The Helpful Fox Senko-san (世話やきキツネのさん, Sewayaki kitsune no Senko-san) is a Japanese web manga series written and illustrated by Rimukoro. It has been serialized online via Kadokawa Shoten's Comic Newtype website since October 2017 and has been collected in twelve tankōbon volumes. An anime television series adaptation by Doga Kobo aired on AT-X and Tokyo MX from April to June 2019.

==Plot==
Kuroto Nakano is a young salaryman with a very unhappy and stressful life, almost entirely occupied by his job at the company for which he works.
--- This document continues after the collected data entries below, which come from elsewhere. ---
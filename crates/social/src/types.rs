use {
    serde::{Deserialize, Serialize},
    threadline_common::{agent_id_for, unique_id},
    threadline_config::ThreadlineConfig,
    threadline_memory::{ChannelType, Connection, MemoryContent, MemoryRecord},
    uuid::Uuid,
};

/// A message as fetched from the platform. Never mutated after fetch.
#[derive(Debug, Clone, PartialEq, Eq, Serialize, Deserialize)]
pub struct MessageNode {
    pub id: String,
    pub text: String,
    pub author_id: String,
    #[serde(default)]
    pub username: Option<String>,
    /// Author display name.
    #[serde(default)]
    pub name: Option<String>,
    pub conversation_id: String,
    /// Id of the message this one replies to.
    #[serde(default)]
    pub parent_id: Option<String>,
    /// Unix seconds.
    pub timestamp: i64,
    #[serde(default)]
    pub photos: Vec<String>,
    pub permanent_url: String,
}

/// Media to attach to a post: an `http(s)://` URL or a local file path.
#[derive(Debug, Clone, PartialEq, Eq, Serialize, Deserialize)]
pub struct MediaAttachment {
    pub url: String,
    #[serde(default)]
    pub content_type: Option<String>,
}

/// Resolved media bytes, ready for upload.
#[derive(Debug, Clone, PartialEq, Eq)]
pub struct MediaData {
    pub data: Vec<u8>,
    pub media_type: String,
}

/// Generated content to publish.
#[derive(Debug, Clone, Default, PartialEq, Eq, Serialize, Deserialize)]
pub struct Content {
    pub text: String,
    #[serde(default)]
    pub attachments: Vec<MediaAttachment>,
}

impl Content {
    pub fn text(text: impl Into<String>) -> Self {
        Self {
            text: text.into(),
            attachments: Vec::new(),
        }
    }
}

/// A chunk the platform accepted.
#[derive(Debug, Clone, PartialEq, Eq, Serialize)]
pub struct PublishedPost {
    /// Platform-assigned id.
    pub id: String,
    /// Canonical text as returned by the platform.
    pub text: String,
    pub conversation_id: Option<String>,
    /// Platform id this post replies to.
    pub parent_id: Option<String>,
    /// Unix seconds.
    pub timestamp: i64,
    pub memory_id: Uuid,
}

/// The acting agent plus the platform constants needed to map platform ids
/// onto memory ids, rooms, and entities.
#[derive(Debug, Clone)]
pub struct AgentProfile {
    pub agent_id: Uuid,
    /// Platform user id of the agent's own account.
    pub profile_id: Option<String>,
    /// The agent's own handle, used in links to what it publishes.
    pub username: Option<String>,
    pub source: String,
    pub permalink_base: String,
}

impl AgentProfile {
    pub fn from_config(config: &ThreadlineConfig) -> Self {
        Self {
            agent_id: agent_id_for(&config.agent.name),
            profile_id: config.agent.profile_id.clone(),
            username: config.agent.username.clone(),
            source: config.platform.source.clone(),
            permalink_base: config.platform.permalink_base.trim_end_matches('/').to_string(),
        }
    }

    #[must_use]
    pub fn memory_id(&self, message_id: &str) -> Uuid {
        unique_id(self.agent_id, message_id)
    }

    #[must_use]
    pub fn room_id(&self, conversation_id: &str) -> Uuid {
        unique_id(self.agent_id, conversation_id)
    }

    /// Entity for an author; the agent itself when it wrote the message.
    #[must_use]
    pub fn entity_id(&self, author_id: &str) -> Uuid {
        if self.profile_id.as_deref() == Some(author_id) {
            self.agent_id
        } else {
            unique_id(self.agent_id, author_id)
        }
    }

    #[must_use]
    pub fn permalink(&self, username: &str, post_id: &str) -> String {
        format!("{}/{username}/status/{post_id}", self.permalink_base)
    }

    pub fn connection_for(&self, node: &MessageNode) -> Connection {
        Connection {
            entity_id: unique_id(self.agent_id, &node.author_id),
            room_id: self.room_id(&node.conversation_id),
            username: node.username.clone(),
            name: node.name.clone(),
            source: self.source.clone(),
            channel_type: ChannelType::Group,
        }
    }

    pub fn message_record(&self, node: &MessageNode) -> MemoryRecord {
        MemoryRecord {
            id: self.memory_id(&node.id),
            agent_id: self.agent_id,
            entity_id: self.entity_id(&node.author_id),
            room_id: self.room_id(&node.conversation_id),
            content: MemoryContent {
                text: node.text.clone(),
                source: self.source.clone(),
                url: Some(node.permanent_url.clone()),
                image_urls: node.photos.clone(),
                in_reply_to: node.parent_id.as_deref().map(|p| self.memory_id(p)),
                post_id: Some(node.id.clone()),
            },
            created_at: node.timestamp.saturating_mul(1000),
        }
    }

    pub fn published_record(
        &self,
        post: &PublishedPost,
        room_id: Uuid,
        author_name: &str,
    ) -> MemoryRecord {
        MemoryRecord {
            id: post.memory_id,
            agent_id: self.agent_id,
            entity_id: self.agent_id,
            room_id,
            content: MemoryContent {
                text: post.text.clone(),
                source: self.source.clone(),
                url: Some(self.permalink(author_name, &post.id)),
                image_urls: Vec::new(),
                in_reply_to: post.parent_id.as_deref().map(|p| self.memory_id(p)),
                post_id: Some(post.id.clone()),
            },
            created_at: post.timestamp.saturating_mul(1000),
        }
    }
}
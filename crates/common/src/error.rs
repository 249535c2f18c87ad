/// Error types that can be built from a plain message string.
///
/// Implement this for a crate's error type, then invoke [`impl_context!`] in
/// its error module to get `.context()` and `.with_context()` on `Result`
/// and `Option`.
pub trait FromMessage: Sized {
    fn from_message(message: String) -> Self;
}

/// Generate a crate-local `Context` trait with `.context()` and
/// `.with_context()` on `Result` and `Option`.
///
/// Invoke inside a module that defines `Error: FromMessage` and
/// `type Result<T> = std::result::Result<T, Error>`.
///
/// ```ignore
/// // in crates/memory/src/error.rs
/// threadline_common::impl_context!();
/// ```
#[macro_export]
macro_rules! impl_context {
    () => {
        pub trait Context<T> {
            fn context(self, context: impl Into<String>) -> Result<T>;
            fn with_context<C, F>(self, f: F) -> Result<T>
            where
                C: Into<String>,
                F: FnOnce() -> C;
        }

        impl<T, E: std::fmt::Display> Context<T> for std::result::Result<T, E> {
            fn context(self, context: impl Into<String>) -> Result<T> {
                let ctx = context.into();
                self.map_err(|source| {
                    <Error as $crate::FromMessage>::from_message(format!("{ctx}: {source}"))
                })
            }

            fn with_context<C, F>(self, f: F) -> Result<T>
            where
                C: Into<String>,
                F: FnOnce() -> C,
            {
                self.map_err(|source| {
                    let ctx = f().into();
                    <Error as $crate::FromMessage>::from_message(format!("{ctx}: {source}"))
                })
            }
        }

        impl<T> Context<T> for Option<T> {
            fn context(self, context: impl Into<String>) -> Result<T> {
                self.ok_or_else(|| <Error as $crate::FromMessage>::from_message(context.into()))
            }

            fn with_context<C, F>(self, f: F) -> Result<T>
            where
                C: Into<String>,
                F: FnOnce() -> C,
            {
                self.ok_or_else(|| <Error as $crate::FromMessage>::from_message(f().into()))
            }
        }
    };
}
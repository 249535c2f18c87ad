use std::collections::{HashSet, VecDeque};

use {
    threadline_config::ThreadConfig,
    threadline_memory::{MemoryStore, create_if_absent},
    tracing::{debug, warn},
};

use crate::{
    error::{Error, Result},
    platform::PlatformClient,
    types::{AgentProfile, MessageNode},
};

/// Reconstructs the reply ancestry of a message and records every message
/// it sees.
pub struct ThreadWalker<'a> {
    platform: &'a dyn PlatformClient,
    store: &'a dyn MemoryStore,
    profile: &'a AgentProfile,
    max_depth: usize,
}

impl<'a> ThreadWalker<'a> {
    pub fn new(
        platform: &'a dyn PlatformClient,
        store: &'a dyn MemoryStore,
        profile: &'a AgentProfile,
        config: &ThreadConfig,
    ) -> Self {
        Self {
            platform,
            store,
            profile,
            max_depth: config.max_depth,
        }
    }

    /// Walk parent links upward from `seed` and return the thread ordered
    /// root first, seed last.
    ///
    /// The seed sits at depth 0 and at most `thread.max_depth` ancestors are
    /// followed. A failed or empty parent lookup ends the walk and whatever
    /// was collected so far is returned. Revisiting an id (a reply cycle)
    /// also ends the walk.
    pub async fn build(&self, seed: Option<MessageNode>) -> Vec<MessageNode> {
        let max_depth = self.max_depth;
        let Some(seed) = seed else {
            debug!("no seed message, empty thread");
            return Vec::new();
        };

        let mut thread = VecDeque::new();
        let mut visited = HashSet::new();
        let mut current = seed;
        let mut depth = 0;

        loop {
            if !visited.insert(current.id.clone()) {
                debug!(message_id = %current.id, depth, "already visited, stopping");
                break;
            }
            debug!(
                message_id = %current.id,
                parent_id = current.parent_id.as_deref(),
                depth,
                "processing message"
            );

            if let Err(e) = self.remember(&current).await {
                warn!(message_id = %current.id, error = %e, "failed to persist thread message");
            }

            let parent_id = current.parent_id.clone();
            thread.push_front(current);

            let Some(parent_id) = parent_id else {
                debug!(depth, "reached root of reply chain");
                break;
            };
            if depth >= max_depth {
                debug!(depth, max_depth, "reached maximum depth");
                break;
            }
            if visited.contains(&parent_id) {
                debug!(message_id = %parent_id, depth, "parent already visited, stopping");
                break;
            }

            match self.platform.get_message(&parent_id).await {
                Ok(Some(parent)) => {
                    current = parent;
                    depth += 1;
                },
                Ok(None) => {
                    debug!(message_id = %parent_id, "parent message not found");
                    break;
                },
                Err(source) => {
                    let err = Error::fetch(parent_id, source);
                    warn!(error = %err, depth, "stopping thread walk");
                    break;
                },
            }
        }

        debug!(
            length = thread.len(),
            ids = ?thread.iter().map(|n| n.id.as_str()).collect::<Vec<_>>(),
            "thread built"
        );
        thread.into()
    }

    /// Ensure the author is joined to the conversation room and the message
    /// is stored. Returns `true` when a new record was written.
    async fn remember(&self, node: &MessageNode) -> Result<bool> {
        let record = self.profile.message_record(node);
        if self.store.get_by_id(record.id).await?.is_some() {
            return Ok(false);
        }
        self.store
            .ensure_connection(&self.profile.connection_for(node))
            .await?;
        Ok(create_if_absent(self.store, record).await?)
    }
}

/// [`ThreadWalker::build`] with an explicit depth bound.
pub async fn build_thread(
    platform: &dyn PlatformClient,
    store: &dyn MemoryStore,
    profile: &AgentProfile,
    seed: Option<MessageNode>,
    max_depth: usize,
) -> Vec<MessageNode> {
    ThreadWalker::new(platform, store, profile, &ThreadConfig { max_depth })
        .build(seed)
        .await
}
One night, after yet another day spent overworking, the moment he opens the door of his home he finds a seemingly young girl with fox ears and a tail cooking dinner for him – her name is Senko, an 800-year-old fox demigod. Senko has been sent to Earth from the spirit world to relieve Kuroto from his unhappy life and help him find happiness again.

==Characters==
- Senko (仙狐, Senko)

 Senko is an 800-year-old kitsune sent from the spirit world to relieve Kuroto from his overworked and stressful life. She moves into Kuroto's home and acts like a helpful wife and mother. She proudly goes above and beyond for Kuroto, pampering him, cooking for him and cleaning his home.
 Senko loves to pamper Kuroto such as cleaning him, massage, groom and gives him lap pillows to ensure he gets enough sleep. She gets sad if Kuroto prioritizes work over his health. To her dismay, Kuroto seems to have a fixation on her soft fluffy tail and ears.
- Kuroto Nakano (中野玄人, Nakano Kuroto)

 Kuroto is a regular salaryman who lived an unregulated life prior to Senko's arrival. He grew up in the countryside with his grandparents before moving out to the city to work. Kuroto's health and spirit have improved over time thanks to Senko's care.
- Shiro (シロ, Shiro)

 Another kitsune sent to assist Kuroto due to Senko's initial difficulty in relieving the man from the darkness consuming his heart. Far more conceited and spontaneous than Senko, she sees Kuroto as a servant, thinking that humans should worship the kitsunes sent to help them. She later befriends Yasuko.
- Yasuko Koenji (高円寺安子, Koenji Yasuko)

 Yasuko is Kuroto's next door neighbor. She is a university student and a manga artist, spending most of her time drawing manga in her bedroom. Yasuko is shown to be lazy and messy as she eats microwave-ready meals and rarely cleans her home. As a result, Yasuko appreciates Senko's company whenever the latter comes over to clean up and prepares meals for her. Yasuko is not aware that Senko is a kitsune and mistakes her for a cosplayer. She is also an otaku and loves watching an anime called Little Yoko, Inari Girl, which features a magical fox fighting off an evil tanuki.
- Yozora (夜空, Yozora)

 A kitsune who is over 1000 years old. Yozora is Senko and Shiro's boss; she was the one that sent them to the human realm to care for Kuroto. Much to Senko's dismay, Yozora loves to playfully seduce Kuroto with her breasts and four tails.
- Little Yoko (稲荷少女ヨーコ, Inari Shojo Yoko)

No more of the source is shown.